** Provided entries follows **

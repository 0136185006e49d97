//! Peak refinement
//!
//! Turns a detected [`Peak`] into a sub-sample estimate of its centre,
//! amplitude and width. The detector never depends on which refiner runs.

use serde::{Deserialize, Serialize};

use super::peaks::Peak;
use crate::error::{FullwaveError, Result};
use crate::waveform::SegmentedSequence;

// ============================================================================
// Constants
// ============================================================================

/// FWHM of a Gaussian in units of its standard deviation (2·sqrt(2·ln 2))
const FWHM_PER_SIGMA: f64 = 2.354_820_045_030_949;

/// Smallest sigma used to seed a fit
const MIN_INITIAL_SIGMA: f64 = 0.5;

/// Pivot magnitude below which the normal equations are treated as singular
const SINGULAR_EPSILON: f64 = 1e-12;

// ============================================================================
// Types
// ============================================================================

/// A peak with sub-sample centre, amplitude and width estimates
#[derive(Debug, Clone, Copy, PartialEq, Serialize, Deserialize)]
pub struct RefinedPeak {
    /// Location of the detected peak in the full amplitude sequence
    pub location: usize,
    /// Segment (pulse slot) the peak belongs to
    pub segment: usize,
    /// Centre time relative to the first segment of the peak's sampling
    pub time: f64,
    /// Peak amplitude
    pub amplitude: f64,
    /// Gaussian standard deviation in samples
    pub width: f64,
}

/// Strategy that refines one detected peak
pub trait PeakRefiner: Send + Sync {
    /// Refine `peak` using the raw samples of its own segment
    ///
    /// `times` holds one sample time per amplitude, with the same segments.
    fn refine(
        &self,
        peak: &Peak,
        amplitudes: &SegmentedSequence<i32>,
        times: &SegmentedSequence<f64>,
    ) -> Result<RefinedPeak>;

    /// Identifier used in logs and reports
    fn name(&self) -> &'static str;
}

/// Which refiner a run uses
#[derive(Debug, Clone, Copy, PartialEq, Eq, Default, Serialize, Deserialize)]
#[serde(rename_all = "snake_case")]
pub enum RefinementMethod {
    /// Take the raw sample as is and estimate width from the half maximum
    #[default]
    Raw,
    /// Least-squares Gaussian fit around the raw peak
    Gaussian,
}

impl RefinementMethod {
    /// Build the refiner for this method
    pub fn build(self, gaussian: &GaussianFitConfig) -> Box<dyn PeakRefiner> {
        match self {
            RefinementMethod::Raw => Box::new(RawRefiner),
            RefinementMethod::Gaussian => Box::new(GaussianFitter::new(gaussian.clone())),
        }
    }
}

/// A peak's own segment: samples, their times and the segment-local offset
struct PeakSegment<'a> {
    index: usize,
    samples: &'a [i32],
    times: &'a [f64],
    offset: usize,
}

fn locate<'a>(
    peak: &Peak,
    amplitudes: &'a SegmentedSequence<i32>,
    times: &'a SegmentedSequence<f64>,
) -> Result<PeakSegment<'a>> {
    let index = amplitudes
        .segment_of(peak.location)
        .ok_or_else(|| FullwaveError::InvalidParameter {
            param: "location".to_string(),
            value: peak.location.to_string(),
            expected: format!("an index below {}", amplitudes.len()),
        })?;
    let start = amplitudes.segment_start(index).unwrap_or_default();
    let samples = amplitudes.segment(index).unwrap_or_default();
    let segment_times = times
        .segment(index)
        .filter(|t| t.len() == samples.len())
        .ok_or_else(|| FullwaveError::InvalidParameter {
            param: "times".to_string(),
            value: format!("{} values in {} segments", times.len(), times.num_segments()),
            expected: "one time per buffered sample".to_string(),
        })?;

    Ok(PeakSegment {
        index,
        samples,
        times: segment_times,
        offset: peak.location - start,
    })
}

/// Full width at half maximum around `offset`, linearly interpolated
fn half_maximum_width(samples: &[i32], offset: usize) -> f64 {
    if samples[offset] <= 0 {
        return 0.0;
    }

    let value = |i: usize| f64::from(samples[i]);
    let half = value(offset) / 2.0;
    let crossing = |i: usize, j: usize| {
        let (vi, vj) = (value(i), value(j));
        if vi == vj {
            j as f64
        } else {
            i as f64 + (half - vi) / (vj - vi) * (j as f64 - i as f64)
        }
    };

    let mut left = offset;
    while left > 0 && value(left) > half {
        left -= 1;
    }
    let mut right = offset;
    while right + 1 < samples.len() && value(right) > half {
        right += 1;
    }

    let left_edge = if value(left) <= half {
        crossing(left, left + 1)
    } else {
        left as f64
    };
    let right_edge = if value(right) <= half {
        crossing(right - 1, right)
    } else {
        right as f64
    };

    (right_edge - left_edge).max(0.0)
}

// ============================================================================
// Raw refiner
// ============================================================================

/// Reports the raw sample, with sigma derived from the half-maximum width
#[derive(Debug, Clone, Copy, Default)]
pub struct RawRefiner;

impl PeakRefiner for RawRefiner {
    fn refine(
        &self,
        peak: &Peak,
        amplitudes: &SegmentedSequence<i32>,
        times: &SegmentedSequence<f64>,
    ) -> Result<RefinedPeak> {
        let seg = locate(peak, amplitudes, times)?;
        Ok(RefinedPeak {
            location: peak.location,
            segment: seg.index,
            time: seg.times[seg.offset],
            amplitude: f64::from(peak.amplitude),
            width: half_maximum_width(seg.samples, seg.offset) / FWHM_PER_SIGMA,
        })
    }

    fn name(&self) -> &'static str {
        "raw"
    }
}

// ============================================================================
// Gaussian fitter
// ============================================================================

/// Gaussian fit settings
#[derive(Debug, Clone, PartialEq, Serialize, Deserialize)]
#[serde(default)]
pub struct GaussianFitConfig {
    /// Samples on each side of the peak included in the fit
    pub half_window: usize,
    /// Iteration limit before giving up
    pub max_iterations: usize,
    /// Largest parameter step accepted as converged
    pub tolerance: f64,
}

impl Default for GaussianFitConfig {
    fn default() -> Self {
        Self {
            half_window: 6,
            max_iterations: 50,
            tolerance: 1e-6,
        }
    }
}

impl GaussianFitConfig {
    /// Validate settings
    pub fn validate(&self) -> Result<()> {
        if self.half_window == 0 {
            return Err(FullwaveError::InvalidParameter {
                param: "gaussian.half_window".to_string(),
                value: self.half_window.to_string(),
                expected: "at least 1 sample".to_string(),
            });
        }
        if self.max_iterations == 0 {
            return Err(FullwaveError::InvalidParameter {
                param: "gaussian.max_iterations".to_string(),
                value: self.max_iterations.to_string(),
                expected: "at least 1".to_string(),
            });
        }
        if !(self.tolerance.is_finite() && self.tolerance > 0.0) {
            return Err(FullwaveError::InvalidParameter {
                param: "gaussian.tolerance".to_string(),
                value: self.tolerance.to_string(),
                expected: "a positive finite number".to_string(),
            });
        }
        Ok(())
    }
}

/// Levenberg-Marquardt fit of `A * exp(-(x - mu)^2 / (2 sigma^2))`
///
/// The fit window is clipped to the peak's own segment. The raw refiner's
/// estimate seeds the fit.
#[derive(Debug, Clone, Default)]
pub struct GaussianFitter {
    config: GaussianFitConfig,
}

/// Gaussian parameters `[amplitude, centre, sigma]`
type Params = [f64; 3];

impl GaussianFitter {
    /// Create a fitter
    pub fn new(config: GaussianFitConfig) -> Self {
        Self { config }
    }

    /// Fit settings
    pub fn config(&self) -> &GaussianFitConfig {
        &self.config
    }

    fn fit(&self, xs: &[f64], ys: &[f64], initial: Params, location: usize) -> Result<Params> {
        let not_converged = |iterations| FullwaveError::FitDidNotConverge {
            location,
            iterations,
        };

        let mut params = initial;
        let mut cost = sum_of_squares(xs, ys, &params);
        let mut lambda = 1e-3;

        for iteration in 0..self.config.max_iterations {
            let (jtj, jtr) = normal_equations(xs, ys, &params);

            let mut damped = jtj;
            for (i, row) in damped.iter_mut().enumerate() {
                row[i] *= 1.0 + lambda;
            }
            let step = solve3(&damped, &jtr).ok_or_else(|| not_converged(iteration + 1))?;

            let candidate = [
                params[0] + step[0],
                params[1] + step[1],
                params[2] + step[2],
            ];
            if candidate[2] <= 0.0 || candidate.iter().any(|p| !p.is_finite()) {
                lambda *= 10.0;
                continue;
            }

            let candidate_cost = sum_of_squares(xs, ys, &candidate);
            if candidate_cost <= cost {
                params = candidate;
                cost = candidate_cost;
                lambda /= 10.0;
                if step.iter().all(|s| s.abs() < self.config.tolerance) {
                    return Ok(params);
                }
            } else {
                lambda *= 10.0;
            }
        }

        Err(not_converged(self.config.max_iterations))
    }
}

impl PeakRefiner for GaussianFitter {
    fn refine(
        &self,
        peak: &Peak,
        amplitudes: &SegmentedSequence<i32>,
        times: &SegmentedSequence<f64>,
    ) -> Result<RefinedPeak> {
        let PeakSegment {
            index,
            samples,
            times,
            offset,
        } = locate(peak, amplitudes, times)?;

        let lo = offset.saturating_sub(self.config.half_window);
        let hi = (offset + self.config.half_window + 1).min(samples.len());
        if hi - lo < 3 {
            return Err(FullwaveError::FitDidNotConverge {
                location: peak.location,
                iterations: 0,
            });
        }

        let xs = &times[lo..hi];
        let ys: Vec<f64> = samples[lo..hi].iter().map(|&y| f64::from(y)).collect();

        let sigma = (half_maximum_width(samples, offset) / FWHM_PER_SIGMA).max(MIN_INITIAL_SIGMA);
        let initial = [f64::from(peak.amplitude), times[offset], sigma];

        let [amplitude, centre, sigma] = self.fit(xs, &ys, initial, peak.location)?;
        Ok(RefinedPeak {
            location: peak.location,
            segment: index,
            time: centre,
            amplitude,
            width: sigma,
        })
    }

    fn name(&self) -> &'static str {
        "gaussian"
    }
}

fn gaussian(x: f64, params: &Params) -> f64 {
    let [a, mu, sigma] = *params;
    let d = x - mu;
    a * (-d * d / (2.0 * sigma * sigma)).exp()
}

fn sum_of_squares(xs: &[f64], ys: &[f64], params: &Params) -> f64 {
    xs.iter()
        .zip(ys)
        .map(|(&x, &y)| (y - gaussian(x, params)).powi(2))
        .sum()
}

/// `J^T J` and `J^T r` for the Gaussian model at `params`
fn normal_equations(xs: &[f64], ys: &[f64], params: &Params) -> ([[f64; 3]; 3], [f64; 3]) {
    let [a, mu, sigma] = *params;
    let mut jtj = [[0.0; 3]; 3];
    let mut jtr = [0.0; 3];

    for (&x, &y) in xs.iter().zip(ys) {
        let d = x - mu;
        let g = (-d * d / (2.0 * sigma * sigma)).exp();
        let residual = y - a * g;
        let jacobian = [
            g,
            a * g * d / (sigma * sigma),
            a * g * d * d / (sigma * sigma * sigma),
        ];
        for i in 0..3 {
            jtr[i] += jacobian[i] * residual;
            for j in 0..3 {
                jtj[i][j] += jacobian[i] * jacobian[j];
            }
        }
    }

    (jtj, jtr)
}

fn det3(m: &[[f64; 3]; 3]) -> f64 {
    m[0][0] * (m[1][1] * m[2][2] - m[1][2] * m[2][1])
        - m[0][1] * (m[1][0] * m[2][2] - m[1][2] * m[2][0])
        + m[0][2] * (m[1][0] * m[2][1] - m[1][1] * m[2][0])
}

/// Solve a 3x3 system by Cramer's rule
fn solve3(m: &[[f64; 3]; 3], v: &[f64; 3]) -> Option<[f64; 3]> {
    let det = det3(m);
    if det.abs() < SINGULAR_EPSILON {
        return None;
    }

    let mut out = [0.0; 3];
    for (col, slot) in out.iter_mut().enumerate() {
        let mut replaced = *m;
        for row in 0..3 {
            replaced[row][col] = v[row];
        }
        *slot = det3(&replaced) / det;
    }
    Some(out)
}
//! Feature reports
//!
//! A JSON report with provenance (input checksum, generation time, config)
//! and an optional flat CSV table of peaks.

use std::fs::{self, File};
use std::io::{BufWriter, Read, Write};
use std::path::Path;

use chrono::{DateTime, Utc};
use serde::{Deserialize, Serialize};
use sha2::{Digest, Sha256};

use crate::config::PipelineConfig;
use crate::error::Result;
use crate::pipeline::{ClassFeatures, FlightLineFeatures};
use crate::waveform::WaveClass;

/// CSV column names
pub const CSV_HEADER: &str = "class,pulse,location,amplitude,segment,time,width";

/// One detected peak with its refinement, if any
#[derive(Debug, Clone, PartialEq, Serialize, Deserialize)]
pub struct PeakRecord {
    /// Owning pulse
    pub pulse: u64,
    /// Global location in the class's amplitude sequence
    pub location: usize,
    /// Raw amplitude
    pub amplitude: i32,
    /// Segment holding the peak
    pub segment: Option<usize>,
    /// Refined centre time, measured from the first segment of the sampling
    pub time: Option<f64>,
    /// Refined width (sigma)
    pub width: Option<f64>,
}

/// Peaks of one wave class
#[derive(Debug, Clone, PartialEq, Serialize, Deserialize)]
pub struct ClassReport {
    /// Wave class
    pub class: WaveClass,
    /// Buffered segments (one per contributing pulse)
    pub segments: usize,
    /// Detected peaks in location order
    pub peaks: Vec<PeakRecord>,
    /// Locations whose refinement did not converge
    pub failed_refinements: Vec<usize>,
}

impl ClassReport {
    /// Summarize one class's features
    pub fn from_features(features: &ClassFeatures) -> Self {
        let analysis = &features.analysis;
        let refined = &features.refinement.peaks;

        let peaks = analysis
            .peaks()
            .iter()
            .map(|peak| {
                let fit = refined.iter().find(|r| r.location == peak.location);
                PeakRecord {
                    pulse: analysis.buffer().pulse_at(peak.location).unwrap_or_default(),
                    location: peak.location,
                    amplitude: peak.amplitude,
                    segment: fit.map(|r| r.segment),
                    time: fit.map(|r| r.time),
                    width: fit.map(|r| r.width),
                }
            })
            .collect();

        Self {
            class: analysis.class(),
            segments: analysis.wave().num_segments(),
            peaks,
            failed_refinements: features.refinement.failed.clone(),
        }
    }
}

/// Full extraction report
#[derive(Debug, Clone, PartialEq, Serialize, Deserialize)]
pub struct FeatureReport {
    /// Input file the pulses came from
    pub input: String,
    /// SHA-256 of the input file, hex encoded
    pub input_checksum: String,
    /// When the report was generated
    pub generated_at: DateTime<Utc>,
    /// Crate version that produced the report
    pub version: String,
    /// Settings used
    pub config: PipelineConfig,
    /// Pulses read
    pub pulses: usize,
    /// Outgoing wave peaks
    pub outgoing: ClassReport,
    /// Returning wave peaks
    pub returning: ClassReport,
}

impl FeatureReport {
    /// Build a report for features extracted from `input`
    ///
    /// # Errors
    /// Fails if `input` cannot be read for checksumming.
    pub fn new(input: &Path, config: &PipelineConfig, features: &FlightLineFeatures) -> Result<Self> {
        Ok(Self {
            input: input.display().to_string(),
            input_checksum: file_checksum(input)?,
            generated_at: Utc::now(),
            version: env!("CARGO_PKG_VERSION").to_string(),
            config: config.clone(),
            pulses: features.num_pulses,
            outgoing: ClassReport::from_features(&features.outgoing),
            returning: ClassReport::from_features(&features.returning),
        })
    }

    /// Total detected peaks across both classes
    pub fn total_peaks(&self) -> usize {
        self.outgoing.peaks.len() + self.returning.peaks.len()
    }

    /// Write the report as pretty-printed JSON
    pub fn write_json(&self, path: &Path) -> Result<()> {
        let writer = BufWriter::new(File::create(path)?);
        serde_json::to_writer_pretty(writer, self)?;
        Ok(())
    }

    /// Read a report back from JSON
    pub fn read_json(path: &Path) -> Result<Self> {
        let content = fs::read_to_string(path)?;
        Ok(serde_json::from_str(&content)?)
    }

    /// Write every peak as one CSV row, outgoing first
    ///
    /// Refinement columns are empty for peaks that were not refined.
    pub fn write_peaks_csv(&self, path: &Path) -> Result<()> {
        let mut writer = BufWriter::new(File::create(path)?);
        writeln!(writer, "{}", CSV_HEADER)?;

        for class in [&self.outgoing, &self.returning] {
            for peak in &class.peaks {
                writeln!(
                    writer,
                    "{},{},{},{},{},{},{}",
                    class.class,
                    peak.pulse,
                    peak.location,
                    peak.amplitude,
                    optional(peak.segment),
                    optional(peak.time),
                    optional(peak.width)
                )?;
            }
        }

        writer.flush()?;
        Ok(())
    }
}

fn optional<T: ToString>(value: Option<T>) -> String {
    value.map(|v| v.to_string()).unwrap_or_default()
}

/// Calculate the SHA-256 checksum of a file
pub fn file_checksum(path: &Path) -> Result<String> {
    let mut file = File::open(path)?;
    let mut hasher = Sha256::new();
    let mut buffer = [0u8; 8192];

    loop {
        let bytes_read = file.read(&mut buffer)?;
        if bytes_read == 0 {
            break;
        }
        hasher.update(&buffer[..bytes_read]);
    }

    Ok(format!("{:x}", hasher.finalize()))
}

#[cfg(test)]
mod tests {
    use super::*;
    use crate::io::PulseFile;
    use crate::pipeline::FeatureExtractor;
    use crate::waveform::{MemorySource, Pulse, Sampling};
    use tempfile::TempDir;

    fn bell(len: usize, centre: usize) -> Vec<i32> {
        let mut wave = vec![0; len];
        for (i, v) in [2, 10, 40, 80, 40, 10, 2].iter().enumerate() {
            wave[centre - 3 + i] = *v;
        }
        wave
    }

    fn pulses() -> Vec<Pulse> {
        vec![
            Pulse::new(
                10,
                vec![
                    Sampling::new(WaveClass::Outgoing, bell(30, 8)),
                    Sampling::new(WaveClass::Returning, bell(30, 20)),
                ],
            ),
            Pulse::new(11, vec![Sampling::new(WaveClass::Outgoing, bell(30, 12))]),
        ]
    }

    fn report(dir: &TempDir) -> FeatureReport {
        let input = dir.path().join("line.json");
        PulseFile { pulses: pulses() }.save(&input).unwrap();

        let config = PipelineConfig {
            max_count: 30,
            ..PipelineConfig::default()
        };
        let features = FeatureExtractor::new(config.clone())
            .extract(&mut MemorySource::new(pulses()))
            .unwrap();
        FeatureReport::new(&input, &config, &features).unwrap()
    }

    #[test]
    fn test_checksum_of_known_content() {
        let dir = TempDir::new().unwrap();
        let path = dir.path().join("abc.txt");
        fs::write(&path, "abc").unwrap();
        assert_eq!(
            file_checksum(&path).unwrap(),
            "ba7816bf8f01cfea414140de5dae2223b00361a396177a9cb410ff61f20015ad"
        );
    }

    #[test]
    fn test_report_contents() {
        let dir = TempDir::new().unwrap();
        let report = report(&dir);

        assert_eq!(report.pulses, 2);
        assert_eq!(report.input_checksum.len(), 64);
        assert_eq!(report.outgoing.segments, 2);
        assert_eq!(report.returning.segments, 1);
        assert_eq!(report.total_peaks(), 3);

        let outgoing: Vec<(u64, usize)> = report
            .outgoing
            .peaks
            .iter()
            .map(|p| (p.pulse, p.location))
            .collect();
        assert_eq!(outgoing, vec![(10, 8), (11, 42)]);
        assert_eq!(report.returning.peaks[0].segment, Some(0));
    }

    #[test]
    fn test_json_report_reads_back() {
        let dir = TempDir::new().unwrap();
        let report = report(&dir);
        let path = dir.path().join("report.json");

        report.write_json(&path).unwrap();
        let read = FeatureReport::read_json(&path).unwrap();
        assert_eq!(read.input_checksum, report.input_checksum);
        assert_eq!(read.generated_at, report.generated_at);
        assert_eq!(read.config.max_count, 30);
        assert_eq!(read.outgoing.peaks.len(), report.outgoing.peaks.len());
        assert_eq!(read.returning.peaks[0].location, 20);
    }

    #[test]
    fn test_peaks_csv() {
        let dir = TempDir::new().unwrap();
        let report = report(&dir);
        let path = dir.path().join("peaks.csv");

        report.write_peaks_csv(&path).unwrap();
        let content = fs::read_to_string(&path).unwrap();
        let lines: Vec<&str> = content.lines().collect();

        assert_eq!(lines.len(), 4);
        assert_eq!(lines[0], CSV_HEADER);
        assert!(lines[1].starts_with("outgoing,10,8,80,0,"));
        assert!(lines[3].starts_with("returning,10,20,80,0,"));
    }

    #[test]
    fn test_csv_leaves_unrefined_columns_empty() {
        let dir = TempDir::new().unwrap();
        let mut report = report(&dir);
        report.returning.peaks[0].segment = None;
        report.returning.peaks[0].time = None;
        report.returning.peaks[0].width = None;

        let path = dir.path().join("peaks.csv");
        report.write_peaks_csv(&path).unwrap();
        let content = fs::read_to_string(&path).unwrap();
        assert!(content.lines().any(|l| l == "returning,10,20,80,,,"));
    }
}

** End of Provided entries **

One number makes up the answer: the number of lines among the entries that include the word "DateTime".

• Exercise result: 2